Maryland schools will now be required to give enhanced instruction about the Holocaust, the state superintendent of schools announced Wednesday.

The Maryland State Department of Education intends to adopt a number of changes to expand and enhance required lessons about the Holocaust after a legislative effort to require the changes.

Planned changes include requiring lessons about the Holocaust in the state’s new fourth- and fifth-grade social studies curriculum framework to be implemented by all 24 local school districts. Schools will also be required to teach about the roots of anti-Semitism and strengthening required Holocaust instruction in high school U.S. history and modern world history courses.

The Maryland State Department of Education will also work with local school systems to create professional learning opportunities “so teachers have the tools necessary to teach the Holocaust with confidence,” according to the announcement from Superintendent of Schools Karen B. Salmon.

Sen. Benjamin F. Kramer (D-Montgomery) introduced legislation last year to expand Holocaust instruction, but in line with long-standing General Assembly precedent not to legislate curriculum, the bill was not passed.

Instead, 59 delegates and 20 senators signed a letter asking the state department to more clearly define requirements for Holocaust education.

The letter was organized by Kramer and Dels. Dana Stein (D), Shelly L. Hettleman (D) and Michele Guyton (D) of Baltimore County.

For years, Jewish leaders have been concerned that state curriculum guidelines on Holocaust lessons have been too vague and allow for too much variation among local school systems, Howard Libit, executive director of the Baltimore Jewish Council, said in a statement applauding Wednesday’s announcement.

Ronald Halber, executive director of the Jewish Community Relations Council of Greater Washington, said expanded instruction is needed because of an increase in hate crimes threats in recent years.

“We must address this disturbing trend with more concrete and proactive measures,” Halber said in a statement. “Teaching about the Holocaust and genocides, and the origins of these horrific events, is critical to fighting hate and bigotry.”
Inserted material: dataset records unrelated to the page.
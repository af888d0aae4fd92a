//! Legality resolution for brace completion.
//!
//! Whether a pair may be completed at a caret is a per-document-kind
//! question. Each kind registers a [`LegalityResolver`] in a
//! [`ResolverRegistry`]; on success the resolver hands back the
//! [`EditingStrategy`] the new session consults for the rest of its life.
//!
//! Resolvers may be asynchronous internally. [`ResolverRegistry::resolve`]
//! blocks on the answer, so the keystroke is decided before the host's
//! default insertion would run. Errors and panics inside a resolver never
//! escape: they degrade to "no completion" and the keystroke falls back to
//! plain insertion.

use std::{
  collections::HashMap,
  fmt,
  panic::{
    self,
    AssertUnwindSafe,
  },
  sync::Arc,
};

use async_trait::async_trait;
use the_text::buffer::{
  DocumentKind,
  Snapshot,
};

use crate::{
  Tendril,
  config::Registration,
  pairs::{
    self,
    DelimiterPair,
  },
};

/// Everything a resolver gets to see for one keystroke.
#[derive(Debug, Clone)]
pub struct ResolveRequest {
  pub document_kind: DocumentKind,
  pub snapshot:      Snapshot,
  /// Offset the opening delimiter is about to be typed at.
  pub caret:         usize,
  pub opening:       char,
}

#[async_trait]
pub trait LegalityResolver: Send + Sync {
  /// `Ok(None)` declines completion at this point.
  async fn try_resolve(
    &self,
    request: &ResolveRequest,
  ) -> anyhow::Result<Option<Arc<dyn EditingStrategy>>>;
}

/// Input to [`EditingStrategy::on_return`].
#[derive(Debug, Clone, Copy)]
pub struct ReturnContext<'a> {
  pub snapshot: &'a Snapshot,
  pub caret:    usize,
  pub pair:     DelimiterPair,
}

/// Replacement for the newline typed inside an empty pair.
#[derive(Debug, Clone, PartialEq, Eq)]
pub struct ReturnEdit {
  pub text:  Tendril,
  /// Caret position inside `text`, in chars.
  pub caret: usize,
}

/// Per-session editing hooks chosen by the resolver.
pub trait EditingStrategy: fmt::Debug + Send + Sync {
  /// Whether typing the closer may step over the tracked closer.
  fn allow_overtype(&self, _snapshot: &Snapshot, _caret: usize) -> bool {
    true
  }

  /// Whether backspace inside an empty pair removes both delimiters.
  fn allow_pair_delete(&self, _snapshot: &Snapshot, _caret: usize) -> bool {
    true
  }

  /// Text to insert instead of a plain newline inside an empty pair.
  fn on_return(&self, _context: &ReturnContext<'_>) -> Option<ReturnEdit> {
    None
  }
}

#[derive(Debug, Default, Clone, Copy)]
pub struct DefaultStrategy;

impl EditingStrategy for DefaultStrategy {}

/// Splits an empty block over three lines when return is pressed inside it:
///
/// ```text
/// fn main() {|}
///
/// fn main() {
///     |
/// }
/// ```
#[derive(Debug, Clone)]
pub struct BlockStrategy {
  indent_unit: Tendril,
}

impl BlockStrategy {
  pub fn new(indent_unit: impl Into<Tendril>) -> Self {
    Self {
      indent_unit: indent_unit.into(),
    }
  }
}

impl EditingStrategy for BlockStrategy {
  fn on_return(&self, context: &ReturnContext<'_>) -> Option<ReturnEdit> {
    if context.pair.is_symmetric() {
      return None;
    }

    let text = context.snapshot.text();
    let line_start = text.line_to_char(text.char_to_line(context.caret));
    let indent: Tendril = text
      .slice(line_start..context.caret)
      .chars()
      .take_while(|ch| matches!(ch, ' ' | '\t'))
      .collect();

    let mut edit = Tendril::new();
    edit.push('\n');
    edit.push_str(&indent);
    edit.push_str(&self.indent_unit);
    let caret = edit.chars().count();
    edit.push('\n');
    edit.push_str(&indent);

    Some(ReturnEdit { text: edit, caret })
  }
}

/// Completes a pair only where it is unlikely to glue onto a word: the
/// character after the caret must not be alphanumeric, and for quotes the
/// character before must not be either (so `don't` stays unpaired).
#[derive(Debug, Clone)]
pub struct ContextResolver {
  plain: Arc<dyn EditingStrategy>,
  block: Arc<dyn EditingStrategy>,
}

impl ContextResolver {
  pub fn new(indent_unit: impl Into<Tendril>) -> Self {
    Self {
      plain: Arc::new(DefaultStrategy),
      block: Arc::new(BlockStrategy::new(indent_unit)),
    }
  }

  /// Resolver whose block expansion indents by the configured unit.
  pub fn from_registration(registration: &Registration) -> Self {
    Self::new(registration.indent_unit())
  }

  pub fn should_close(snapshot: &Snapshot, caret: usize, pair: DelimiterPair) -> bool {
    let next_is_not_alpha = snapshot
      .char_at(caret)
      .is_none_or(|ch| !ch.is_alphanumeric());
    let prev_is_not_alpha = snapshot
      .char_before(caret)
      .is_none_or(|ch| !ch.is_alphanumeric());
    next_is_not_alpha && (!pair.is_symmetric() || prev_is_not_alpha)
  }
}

#[async_trait]
impl LegalityResolver for ContextResolver {
  async fn try_resolve(
    &self,
    request: &ResolveRequest,
  ) -> anyhow::Result<Option<Arc<dyn EditingStrategy>>> {
    let Some(pair) = pairs::lookup_by_opening(request.opening) else {
      return Ok(None);
    };
    if !Self::should_close(&request.snapshot, request.caret, pair) {
      return Ok(None);
    }

    let strategy = if pair == pairs::CURLY {
      Arc::clone(&self.block)
    } else {
      Arc::clone(&self.plain)
    };
    Ok(Some(strategy))
  }
}

/// Completes every pair everywhere.
#[derive(Debug, Default, Clone, Copy)]
pub struct PermissiveResolver;

#[async_trait]
impl LegalityResolver for PermissiveResolver {
  async fn try_resolve(
    &self,
    _request: &ResolveRequest,
  ) -> anyhow::Result<Option<Arc<dyn EditingStrategy>>> {
    Ok(Some(Arc::new(DefaultStrategy)))
  }
}

/// Resolvers keyed by document kind.
#[derive(Default, Clone)]
pub struct ResolverRegistry {
  resolvers: HashMap<DocumentKind, Arc<dyn LegalityResolver>>,
}

impl fmt::Debug for ResolverRegistry {
  fn fmt(&self, f: &mut fmt::Formatter<'_>) -> fmt::Result {
    f.debug_set().entries(self.resolvers.keys()).finish()
  }
}

impl ResolverRegistry {
  pub fn new() -> Self {
    Self::default()
  }

  /// Register `resolver` for `kind`, replacing any previous one.
  pub fn register(&mut self, kind: DocumentKind, resolver: Arc<dyn LegalityResolver>) {
    self.resolvers.insert(kind, resolver);
  }

  pub fn with(mut self, kind: impl Into<DocumentKind>, resolver: impl LegalityResolver + 'static) -> Self {
    self.register(kind.into(), Arc::new(resolver));
    self
  }

  pub fn get(&self, kind: &DocumentKind) -> Option<&Arc<dyn LegalityResolver>> {
    self.resolvers.get(kind)
  }

  pub fn kinds(&self) -> impl Iterator<Item = &DocumentKind> {
    self.resolvers.keys()
  }

  /// Ask the resolver registered for the request's document kind, blocking
  /// until it answers. Every failure mode yields `None`.
  pub fn resolve(&self, request: &ResolveRequest) -> Option<Arc<dyn EditingStrategy>> {
    let Some(resolver) = self.resolvers.get(&request.document_kind) else {
      tracing::trace!(kind = %request.document_kind, "no legality resolver registered");
      return None;
    };

    let outcome = panic::catch_unwind(AssertUnwindSafe(|| {
      pollster::block_on(resolver.try_resolve(request))
    }));

    match outcome {
      Ok(Ok(Some(strategy))) => Some(strategy),
      Ok(Ok(None)) => {
        tracing::debug!(
          kind = %request.document_kind,
          caret = request.caret,
          opening = ?request.opening,
          "legality resolver declined completion"
        );
        None
      },
      Ok(Err(err)) => {
        tracing::warn!(kind = %request.document_kind, "legality resolver failed: {err:#}");
        None
      },
      Err(_) => {
        tracing::warn!(kind = %request.document_kind, "legality resolver panicked");
        None
      },
    }
  }
}

#[cfg(test)]
mod test {
  use std::num::NonZeroUsize;

  use ropey::Rope;
  use the_text::buffer::{
    Buffer,
    BufferId,
  };

  use super::*;

  struct Failing;

  #[async_trait]
  impl LegalityResolver for Failing {
    async fn try_resolve(
      &self,
      _request: &ResolveRequest,
    ) -> anyhow::Result<Option<Arc<dyn EditingStrategy>>> {
      anyhow::bail!("analysis unavailable")
    }
  }

  struct Panicking;

  #[async_trait]
  impl LegalityResolver for Panicking {
    async fn try_resolve(
      &self,
      _request: &ResolveRequest,
    ) -> anyhow::Result<Option<Arc<dyn EditingStrategy>>> {
      panic!("resolver bug")
    }
  }

  fn request(kind: &str, text: &str, caret: usize, opening: char) -> ResolveRequest {
    let id = BufferId::new(NonZeroUsize::new(1).unwrap());
    let buffer = Buffer::new(id, DocumentKind::from(kind), Rope::from(text));
    ResolveRequest {
      document_kind: buffer.kind().clone(),
      snapshot: buffer.snapshot(),
      caret,
      opening,
    }
  }

  #[test]
  fn context_resolver_follows_neighbours() {
    let registry = ResolverRegistry::new().with("text", ContextResolver::new("  "));

    assert!(registry.resolve(&request("text", "", 0, '(')).is_some());
    assert!(registry.resolve(&request("text", "foo ", 4, '(')).is_some());
    // next char is a word char
    assert!(registry.resolve(&request("text", "foo", 0, '(')).is_none());
    // quote right after a word
    assert!(registry.resolve(&request("text", "don", 3, '\'')).is_none());
    assert!(registry.resolve(&request("text", "x = ", 4, '"')).is_some());
    // brackets don't care about the previous char
    assert!(registry.resolve(&request("text", "vec", 3, '[')).is_some());
    // not a catalog opener
    assert!(registry.resolve(&request("text", "", 0, 'x')).is_none());
  }

  #[test]
  fn context_resolver_uses_configured_indent() {
    let config = crate::config::BraceConfig {
      indent_unit: "\t".to_string(),
      ..Default::default()
    };
    let registration = Registration::from_config(&config).unwrap();
    let registry =
      ResolverRegistry::new().with("text", ContextResolver::from_registration(&registration));

    let req = request("text", "{}", 1, '{');
    let strategy = registry.resolve(&request("text", "", 0, '{')).unwrap();
    let context = ReturnContext {
      snapshot: &req.snapshot,
      caret:    1,
      pair:     pairs::CURLY,
    };
    let edit = strategy.on_return(&context).unwrap();
    assert_eq!(edit.text.as_str(), "\n\t\n");
    assert_eq!(edit.caret, 2);
  }

  #[test]
  fn unknown_kind_declines() {
    let registry = ResolverRegistry::new().with("rust", PermissiveResolver);
    assert!(registry.resolve(&request("markdown", "", 0, '(')).is_none());
    assert!(registry.resolve(&request("rust", "abc", 0, '(')).is_some());
  }

  #[test]
  fn failures_degrade_to_none() {
    let registry = ResolverRegistry::new()
      .with("failing", Failing)
      .with("panicking", Panicking);

    assert!(registry.resolve(&request("failing", "", 0, '(')).is_none());
    assert!(registry.resolve(&request("panicking", "", 0, '(')).is_none());
  }

  #[test]
  fn block_strategy_splits_lines() {
    let strategy = BlockStrategy::new("    ");
    let req = request("text", "  fn main() {}", 13, '{');
    let context = ReturnContext {
      snapshot: &req.snapshot,
      caret:    13,
      pair:     pairs::CURLY,
    };

    let edit = strategy.on_return(&context).unwrap();
    assert_eq!(edit.text.as_str(), "\n      \n  ");
    assert_eq!(edit.caret, 7);

    let quotes = ReturnContext {
      pair: pairs::DOUBLE_QUOTE,
      ..context
    };
    assert_eq!(strategy.on_return(&quotes), None);
    assert_eq!(DefaultStrategy.on_return(&context), None);
  }
}
//! Automatic brace completion.
//!
//! Typing an opening delimiter inserts its closer, leaves the caret between
//! the two and starts a tracking session for the pair. While the session is
//! active, typing the closer steps over it, backspace in the empty pair
//! removes both halves and return may expand the pair into a block. The
//! session ends once the caret leaves the pair or either delimiter
//! disappears.
//!
//! ```
//! use std::{
//!   num::NonZeroUsize,
//!   sync::Arc,
//! };
//!
//! use ropey::Rope;
//! use the_brace::{
//!   config::Registration,
//!   handler::BraceCompletion,
//!   position::{
//!     CaretId,
//!     CaretPosition,
//!   },
//!   resolver::{
//!     PermissiveResolver,
//!     ResolverRegistry,
//!   },
//! };
//! use the_text::buffer::{
//!   Buffer,
//!   BufferId,
//!   DocumentKind,
//! };
//!
//! let resolvers = ResolverRegistry::new().with("text", PermissiveResolver);
//! let mut completion = BraceCompletion::new(Arc::new(Registration::default()), Arc::new(resolvers));
//! let mut buffer = Buffer::new(
//!   BufferId::new(NonZeroUsize::new(1).unwrap()),
//!   DocumentKind::from("text"),
//!   Rope::new(),
//! );
//! let caret = CaretId::new(NonZeroUsize::new(1).unwrap());
//!
//! let mut pos = CaretPosition::at(&buffer, 0);
//! for ch in "(x)".chars() {
//!   pos = completion.character_typed(&mut buffer, caret, pos, ch).unwrap();
//! }
//! assert_eq!(buffer.text().to_string(), "(x)");
//! assert_eq!(pos.offset, 3);
//! ```

pub mod config;
pub mod factory;
pub mod handler;
pub mod pairs;
pub mod position;
pub mod resolver;
pub mod session;
pub mod stack;

pub use the_text::Tendril;
use the_text::{
  buffer::BufferError,
  transaction::TransactionError,
};
use thiserror::Error;

use crate::stack::StackError;

#[derive(Debug, Error)]
#[non_exhaustive]
pub enum BraceError {
  #[error("caret position {offset} belongs to version {version}, buffer is at {current}")]
  StalePosition {
    offset:  usize,
    version: u64,
    current: u64,
  },
  #[error(transparent)]
  Buffer(#[from] BufferError),
  #[error(transparent)]
  Transaction(#[from] TransactionError),
  #[error(transparent)]
  Stack(#[from] StackError),
}

pub type Result<T> = std::result::Result<T, BraceError>;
Hettleman said recent national statistics showing how little young Americans know about the Holocaust is very troubling. A survey by the Conference on Jewish Material Claims Against Germany found that 66 percent of American millennials cannot say what Auschwitz was, and nearly a third of all Americans in the survey believe that 2 million Jews or fewer were killed in the Holocaust, when the actual number is about 6 million.

“Teaching about the Holocaust is vitally important for its historical significance in and of itself, but its universal lessons about the dangers of prejudice and racism will help ensure that genocide and other atrocities will never happen again,” Hettleman said in a statement.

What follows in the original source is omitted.